- _Description of the task_:
In the entries below, find the line containing "pub struct Attrappen". Copy it and all lines after it, exactly, through the end.

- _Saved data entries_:
--------
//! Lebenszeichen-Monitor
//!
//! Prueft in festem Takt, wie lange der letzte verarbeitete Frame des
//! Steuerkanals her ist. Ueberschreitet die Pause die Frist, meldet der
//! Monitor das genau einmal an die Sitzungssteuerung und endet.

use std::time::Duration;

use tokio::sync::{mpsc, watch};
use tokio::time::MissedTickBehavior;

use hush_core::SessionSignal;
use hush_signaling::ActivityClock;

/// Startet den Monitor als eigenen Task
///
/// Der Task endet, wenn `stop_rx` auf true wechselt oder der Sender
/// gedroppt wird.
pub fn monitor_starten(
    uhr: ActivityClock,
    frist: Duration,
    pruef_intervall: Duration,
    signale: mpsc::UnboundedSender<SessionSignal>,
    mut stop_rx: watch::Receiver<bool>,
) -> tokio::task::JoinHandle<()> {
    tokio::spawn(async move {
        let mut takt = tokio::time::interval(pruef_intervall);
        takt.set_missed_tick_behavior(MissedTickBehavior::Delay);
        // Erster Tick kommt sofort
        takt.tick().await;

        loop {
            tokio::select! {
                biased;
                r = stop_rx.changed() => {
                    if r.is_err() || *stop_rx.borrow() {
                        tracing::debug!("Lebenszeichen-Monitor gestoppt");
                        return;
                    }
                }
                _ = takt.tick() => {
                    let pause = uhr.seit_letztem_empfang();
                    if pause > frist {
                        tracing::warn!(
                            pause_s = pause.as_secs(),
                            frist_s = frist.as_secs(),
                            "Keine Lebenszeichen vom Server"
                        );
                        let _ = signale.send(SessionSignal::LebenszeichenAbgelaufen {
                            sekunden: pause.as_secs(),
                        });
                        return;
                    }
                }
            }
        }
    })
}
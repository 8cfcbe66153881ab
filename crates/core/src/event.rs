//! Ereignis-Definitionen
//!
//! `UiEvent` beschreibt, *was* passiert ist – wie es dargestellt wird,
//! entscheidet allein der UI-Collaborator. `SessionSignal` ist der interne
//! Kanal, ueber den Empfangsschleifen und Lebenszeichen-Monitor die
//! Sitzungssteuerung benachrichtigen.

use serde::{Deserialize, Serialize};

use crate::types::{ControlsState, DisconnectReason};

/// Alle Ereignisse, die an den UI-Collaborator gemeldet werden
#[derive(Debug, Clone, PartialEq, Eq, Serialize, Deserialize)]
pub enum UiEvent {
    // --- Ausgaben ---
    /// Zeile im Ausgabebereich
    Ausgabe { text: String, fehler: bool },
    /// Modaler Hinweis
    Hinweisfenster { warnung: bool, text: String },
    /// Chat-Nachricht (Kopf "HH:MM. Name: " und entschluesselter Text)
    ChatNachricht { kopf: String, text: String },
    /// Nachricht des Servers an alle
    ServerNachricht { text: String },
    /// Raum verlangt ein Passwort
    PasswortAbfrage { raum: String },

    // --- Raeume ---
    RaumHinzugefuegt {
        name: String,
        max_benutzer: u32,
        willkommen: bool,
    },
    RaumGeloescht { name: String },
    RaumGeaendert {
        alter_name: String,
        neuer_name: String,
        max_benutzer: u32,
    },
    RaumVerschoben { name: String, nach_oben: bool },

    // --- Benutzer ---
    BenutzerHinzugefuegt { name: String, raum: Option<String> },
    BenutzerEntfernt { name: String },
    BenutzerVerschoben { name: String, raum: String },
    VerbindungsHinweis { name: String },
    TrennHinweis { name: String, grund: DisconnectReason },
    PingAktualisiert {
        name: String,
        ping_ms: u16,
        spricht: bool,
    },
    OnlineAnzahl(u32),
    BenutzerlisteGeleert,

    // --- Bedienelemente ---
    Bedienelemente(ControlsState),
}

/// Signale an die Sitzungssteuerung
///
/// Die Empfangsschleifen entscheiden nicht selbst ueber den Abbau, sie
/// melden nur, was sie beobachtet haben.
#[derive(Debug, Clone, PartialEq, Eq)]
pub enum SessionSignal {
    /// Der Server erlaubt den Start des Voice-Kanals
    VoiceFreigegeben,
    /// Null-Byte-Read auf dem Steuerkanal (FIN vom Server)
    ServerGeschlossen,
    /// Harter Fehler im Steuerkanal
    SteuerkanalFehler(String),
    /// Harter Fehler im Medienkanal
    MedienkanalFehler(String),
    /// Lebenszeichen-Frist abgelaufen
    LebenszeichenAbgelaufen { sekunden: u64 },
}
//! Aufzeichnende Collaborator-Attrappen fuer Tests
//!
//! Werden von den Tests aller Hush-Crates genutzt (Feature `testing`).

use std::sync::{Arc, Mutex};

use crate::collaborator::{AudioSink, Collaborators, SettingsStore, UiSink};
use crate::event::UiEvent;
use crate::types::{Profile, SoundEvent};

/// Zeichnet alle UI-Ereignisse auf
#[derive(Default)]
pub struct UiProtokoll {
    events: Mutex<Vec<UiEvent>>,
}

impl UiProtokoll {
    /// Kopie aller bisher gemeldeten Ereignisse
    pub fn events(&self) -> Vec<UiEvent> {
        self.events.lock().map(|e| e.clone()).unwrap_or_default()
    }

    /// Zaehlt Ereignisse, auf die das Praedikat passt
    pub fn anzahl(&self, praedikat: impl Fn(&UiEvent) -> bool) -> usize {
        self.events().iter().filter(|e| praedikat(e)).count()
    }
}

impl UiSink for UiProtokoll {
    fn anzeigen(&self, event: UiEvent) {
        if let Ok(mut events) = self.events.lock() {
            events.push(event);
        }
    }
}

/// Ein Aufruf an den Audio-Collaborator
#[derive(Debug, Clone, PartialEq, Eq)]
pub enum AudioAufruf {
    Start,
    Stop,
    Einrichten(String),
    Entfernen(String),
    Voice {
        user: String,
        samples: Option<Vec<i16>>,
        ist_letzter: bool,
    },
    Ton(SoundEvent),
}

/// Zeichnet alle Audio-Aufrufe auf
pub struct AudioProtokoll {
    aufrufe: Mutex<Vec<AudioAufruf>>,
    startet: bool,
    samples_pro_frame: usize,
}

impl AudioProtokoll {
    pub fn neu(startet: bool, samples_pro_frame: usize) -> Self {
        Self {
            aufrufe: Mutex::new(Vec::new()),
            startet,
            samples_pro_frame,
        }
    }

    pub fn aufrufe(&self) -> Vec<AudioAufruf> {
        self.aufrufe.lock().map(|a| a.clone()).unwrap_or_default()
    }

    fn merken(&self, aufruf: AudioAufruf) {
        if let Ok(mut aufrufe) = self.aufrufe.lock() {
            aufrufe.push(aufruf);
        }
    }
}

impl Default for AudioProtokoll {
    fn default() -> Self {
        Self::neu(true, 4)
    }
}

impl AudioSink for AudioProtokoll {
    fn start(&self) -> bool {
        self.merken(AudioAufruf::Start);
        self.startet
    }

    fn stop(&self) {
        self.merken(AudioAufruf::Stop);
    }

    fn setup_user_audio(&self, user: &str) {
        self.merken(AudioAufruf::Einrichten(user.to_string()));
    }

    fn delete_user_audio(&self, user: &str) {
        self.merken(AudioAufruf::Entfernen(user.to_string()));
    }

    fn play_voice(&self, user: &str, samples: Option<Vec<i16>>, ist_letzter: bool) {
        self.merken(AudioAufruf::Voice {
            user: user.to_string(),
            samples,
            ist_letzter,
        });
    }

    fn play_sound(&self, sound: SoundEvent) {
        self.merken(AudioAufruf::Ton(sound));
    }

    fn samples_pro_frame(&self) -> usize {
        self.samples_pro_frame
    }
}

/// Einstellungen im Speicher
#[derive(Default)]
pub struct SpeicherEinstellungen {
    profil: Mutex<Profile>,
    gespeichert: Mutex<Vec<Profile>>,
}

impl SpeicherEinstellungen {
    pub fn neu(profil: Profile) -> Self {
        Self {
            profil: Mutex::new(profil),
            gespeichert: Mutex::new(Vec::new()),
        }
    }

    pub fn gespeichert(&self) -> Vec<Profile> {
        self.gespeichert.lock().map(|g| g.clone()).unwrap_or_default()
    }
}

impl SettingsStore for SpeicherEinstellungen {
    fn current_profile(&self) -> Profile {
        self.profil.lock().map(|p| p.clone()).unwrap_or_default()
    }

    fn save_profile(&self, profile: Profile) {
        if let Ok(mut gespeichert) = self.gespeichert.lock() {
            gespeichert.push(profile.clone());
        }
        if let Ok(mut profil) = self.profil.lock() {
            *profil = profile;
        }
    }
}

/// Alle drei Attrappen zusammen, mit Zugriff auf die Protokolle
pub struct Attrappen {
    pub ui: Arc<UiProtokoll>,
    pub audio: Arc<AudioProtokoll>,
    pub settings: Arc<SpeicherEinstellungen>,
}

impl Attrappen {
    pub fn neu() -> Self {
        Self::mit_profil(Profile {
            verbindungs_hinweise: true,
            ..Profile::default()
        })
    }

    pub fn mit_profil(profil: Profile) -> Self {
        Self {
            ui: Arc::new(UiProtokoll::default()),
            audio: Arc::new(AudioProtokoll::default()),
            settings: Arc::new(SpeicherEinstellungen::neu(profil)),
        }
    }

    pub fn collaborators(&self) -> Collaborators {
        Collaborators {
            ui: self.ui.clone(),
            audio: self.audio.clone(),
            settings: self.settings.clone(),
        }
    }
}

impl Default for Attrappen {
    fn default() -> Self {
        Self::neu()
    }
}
--------
- _Solution to this problem_:
pub struct Attrappen {
    pub ui: Arc<UiProtokoll>,
    pub audio: Arc<AudioProtokoll>,
    pub settings: Arc<SpeicherEinstellungen>,
}

impl Attrappen {
    pub fn neu() -> Self {
        Self::mit_profil(Profile {
            verbindungs_hinweise: true,
            ..Profile::default()
        })
    }

    pub fn mit_profil(profil: Profile) -> Self {
        Self {
            ui: Arc::new(UiProtokoll::default()),
            audio: Arc::new(AudioProtokoll::default()),
            settings: Arc::new(SpeicherEinstellungen::neu(profil)),
        }
    }

    pub fn collaborators(&self) -> Collaborators {
        Collaborators {
            ui: self.ui.clone(),
            audio: self.audio.clone(),
            settings: self.settings.clone(),
        }
    }
}

impl Default for Attrappen {
    fn default() -> Self {
        Self::neu()
    }
}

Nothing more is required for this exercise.